Whether you call them Pee-Kahns, Pee-Cans, or Pee-Kins, there is more to this nut than meets the eye.
“Pecan” is derived from an Algonquin Indian word meaning “nut that must be cracked by stone”. Once a staple of the Native American Indian diet, it is fitting that some of the 500+ varieties of pecan, are named for prominent American Indian Tribes.
The seeds of the pecan industry were planted in the 1800’s, by an African-American Slave named Antoine. He was the first person to successfully graft a pecan tree to produce a specific variety. Sadly, very little is known about this talented horticulturalist who worked on the Oak Alley Plantation. In 1876, at the Centennial Exposition in Philadelphia, Antoine’s pecans were exhibited alongside the Bell Telephone and the Remington Typewriter. The fruit of Antoine’s labor was finally realized when he was credited with developing the world’s first officially recognized pecan variety, the “Centennial”. The nut was known for its remarkably large size, tender shell, and excellence. Descendants of his original trees stood until 1990 when the Anita Crevasse River break destroyed all traces of the remaining trees. Antoine’s successful grafting techniques inspired a revolution that blossomed into the commercial pecan industry
Pecans, a member of the Hickory family, are the only nut tree native to the U.S. These majestic trees can reach heights of 150 feet. The average tree begins to produce pecans between 5-7 years of age. Full production is reached around 7-10 years of maturity, while healthy trees can produce harvests for up to 100 years!
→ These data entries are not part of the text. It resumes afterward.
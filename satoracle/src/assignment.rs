use satoracle_formula::{Lit, Var};

/// Current partial assignment of the search.
///
/// Indexed by [`Var::number`], slot 0 is never used. Every assignment is recorded on a trail so
/// that all assignments made after a checkpoint can be undone when a branch fails.
pub struct Assignment {
    assignment: Vec<Option<bool>>,
    trail: Vec<Var>,
}

impl Assignment {
    /// All variables `1..=var_count` unassigned.
    pub fn new(var_count: usize) -> Assignment {
        Assignment {
            assignment: vec![None; var_count + 1],
            trail: vec![],
        }
    }

    /// Current partial assignment as slice, including the unused slot 0.
    pub fn assignment(&self) -> &[Option<bool>] {
        &self.assignment
    }

    pub fn var_value(&self, var: Var) -> Option<bool> {
        self.assignment[var.number()]
    }

    pub fn lit_value(&self, lit: Lit) -> Option<bool> {
        self.assignment[lit.var().number()].map(|value| value == lit.is_positive())
    }

    /// Make `lit` true. The variable has to be unassigned.
    pub fn assign_lit(&mut self, lit: Lit) {
        debug_assert!(self.var_value(lit.var()).is_none());
        self.assignment[lit.var().number()] = Some(lit.is_positive());
        self.trail.push(lit.var());
    }

    /// Number of assignments made so far, usable with [`backtrack`](Assignment::backtrack).
    pub fn checkpoint(&self) -> usize {
        self.trail.len()
    }

    /// Undo all assignments made after the given checkpoint.
    pub fn backtrack(&mut self, checkpoint: usize) {
        for &var in &self.trail[checkpoint..] {
            self.assignment[var.number()] = None;
        }
        self.trail.truncate(checkpoint);
    }
}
They are commercially farmed in 15 states, making the U.S. the world’s largest pecan producer, providing 80% of the world’s crop. Georgia is (usually) the nation’s top producer of pecans, harvesting more than 100 million pounds annually. Texas, a close second (and sometimes first), produces approximately 60 million pounds annually.
Pecan harvest coincides with its peak selling season in the U.S., mid-October through December. In the U.S. market growers previously struggled to establish a steady demand for their product but in the last decade, pecan growers have seen a sharp increase in year-round demand from an unlikely source, China. Thanks to the pecans’ similarities to hickory nuts, a Chinese favorite, consumers are now buying the closely related pecan. One Chinese treat is made by cracking the shells, soaking the nuts in a sweet or savory liquid, and then baking it in shell. This treat is traditionally enjoyed during Chinese New Year celebrations.
Pecans have been an ingredient in confectionary creations, like pralines, circa the 1700’s, imparting a distinctive rich flavor. High levels of monosaturated oil combined with the fleshy chew, create a delicate balance of sweet, buttery, and savory.
Commercial pecan use trends toward improved varieties with “paper shells”, ultra-thin shells that can be cracked by hand. This quality is preferred for easier processing and higher nut meat yield per pound than their thicker shelled, smaller kernel, native pecan relatives. The majority of pecans being commercially produced are the Cape Fear, Desirable, Moreland, Stuart, and Native (Wild Seedling) varieties. The desired sizing for pecans varies by application. The artisan chocolatier usually prefers a larger-sized, (mammoth), high quality pecan piece for decorative use on pralines. The smallest size, pecan meal, can be used as an alternative to white flour.
Toasted, roasted, or raw, pecans are an excellent addition for nearly every application. They are also a worthy contender in the health foods category. A 1 ounce serving provides 11 essential vitamins and nutrients. This tiny superfood aids in weight loss, heart health, stress management, disease protection, and supports optimal neurological function.
In celebration of National Pecan Month, add some pecans to your next confection, salad, oatmeal, or smoothie. Your taste buds, your health, your customer, and your local pecan grower, will thank you!